Objectives: Some individuals remain uninfected despite repeated exposure to HIV-1 [exposed-uninfected (EU)]. In addition to genetic factors, acquired immune responses elicited by repeated exposure to HIV antigens may contribute to protection. We investigated the ability of unstimulated CD8+ T lymphocytes from EU individuals to inhibit HIV-1 infection. Methods: Peripheral blood CD8+ T lymphocytes from a well-characterized cohort of 16 HIV-1-discordant monogamous heterosexual couples were tested for their suppressive activity against HIV-1 strains displaying different coreceptor usage (R5, X4, X4R5). To evaluate the in vivo functional competence of CD8+ T cells, no ex vivo activatory stimuli were used prior to cocultivation with infected CD4+ T cells. In some experiments, a semi-permeable membrane was used to separate CD4+ and CD8+ T cells. Results: Unstimulated CD8+ T cells from all but one of the EU individuals analysed effectively inhibited the growth of all HIV-1 strains, regardless of their coreceptor usage, with a mean potency similar to that of asymptomatic HIV-infected patients.
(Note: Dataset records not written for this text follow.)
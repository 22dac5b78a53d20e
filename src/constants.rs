pub const BINARY_NAME: &str = "go-blueprint";
pub const CLI_NAME: &str = "go-blueprint";
pub const REPO_URL: &str = "https://github.com/Melkeydev/go-blueprint";
pub const MAX_REDIRECTS: u32 = 5;

pub const BIN_DIR: &str = "bin";
pub const MANIFEST_FILE: &str = "package.json";

/// Entries the post-install sweep never removes from the working directory.
pub const KEEP_ENTRIES: [&str; 5] = [
    "package.json",
    "install.js",
    "bin",
    "README.md",
    "node_modules",
];
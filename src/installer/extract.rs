//! Archive extraction via host-provided tooling. The installer never parses
//! archives itself: it dispatches to `tar`, `unzip`, or PowerShell by archive
//! suffix and host OS, falling through a fixed list of fallbacks.
use crate::error::InstallError;
use crate::platform::Os;
use anyhow::Result;
use std::path::Path;
use std::process::Command;
use which::which;

#[derive(Debug, Clone, Copy, PartialEq, Eq)]
enum ExtractTool {
    Unzip,
    ExpandArchive,
    Tar,
    TarGz,
    PowershellTarGz,
}

impl ExtractTool {
    fn program(&self) -> &'static str {
        match self {
            ExtractTool::Unzip => "unzip",
            ExtractTool::ExpandArchive | ExtractTool::PowershellTarGz => "powershell",
            ExtractTool::Tar | ExtractTool::TarGz => "tar",
        }
    }

    fn command(&self, archive: &Path, work_dir: &Path) -> Command {
        let mut cmd = Command::new(self.program());
        cmd.current_dir(work_dir);
        match self {
            ExtractTool::Unzip => {
                cmd.arg("-o").arg(archive);
            }
            ExtractTool::ExpandArchive => {
                cmd.arg("-command").arg(format!(
                    "Expand-Archive -Path '{}' -DestinationPath . -Force",
                    archive.display()
                ));
            }
            ExtractTool::Tar => {
                cmd.arg("-xf").arg(archive);
            }
            ExtractTool::TarGz => {
                cmd.arg("-xzf").arg(archive);
            }
            ExtractTool::PowershellTarGz => {
                cmd.arg("-command")
                    .arg(format!("tar -xzf '{}'", archive.display()));
            }
        }
        cmd
    }
}

fn plan(archive_name: &str, os: Os) -> Vec<ExtractTool> {
    let zip = archive_name.ends_with(".zip");
    match (zip, os.is_windows()) {
        (true, true) => vec![ExtractTool::ExpandArchive, ExtractTool::Tar],
        (true, false) => vec![ExtractTool::Unzip, ExtractTool::Tar],
        (false, true) => vec![ExtractTool::TarGz, ExtractTool::PowershellTarGz],
        (false, false) => vec![ExtractTool::TarGz],
    }
}

/// Unpack `archive` into `work_dir`. Missing tools count as failed attempts
/// and fall through; only an exhausted fallback chain is fatal.
pub fn extract_archive(archive: &Path, work_dir: &Path, os: Os) -> Result<()> {
    let name = archive
        .file_name()
        .and_then(|n| n.to_str())
        .unwrap_or_default();

    let mut failures = Vec::new();
    for tool in plan(name, os) {
        if which(tool.program()).is_err() {
            failures.push(format!("{}: not found on PATH", tool.program()));
            continue;
        }

        match tool.command(archive, work_dir).output() {
            Ok(out) if out.status.success() => return Ok(()),
            Ok(out) => {
                let stderr = String::from_utf8_lossy(&out.stderr);
                failures.push(format!("{}: {}", tool.program(), stderr.trim()));
            }
            Err(err) => failures.push(format!("{}: {err}", tool.program())),
        }
    }

    Err(InstallError::ExtractionFailed {
        output: failures.join("; "),
    }
    .into())
}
The HIV-inhibitory activity persisted for a long time after ceasing high-risk sexual behaviour, although a moderate decline was observed starting 4 years after the last risk episode. Transwell culture experiments showed that soluble factors are involved in CD8-mediated viral suppression, although the activity was higher when cell-to-cell contact was allowed. Conclusions: These data demonstrate that CD8+ T cells from EU individuals exert a strong, broad-spectrum HIV-suppressive activity, suggesting a role of non-cytotoxic antiviral mechanisms in resistance to HIV-1 infection.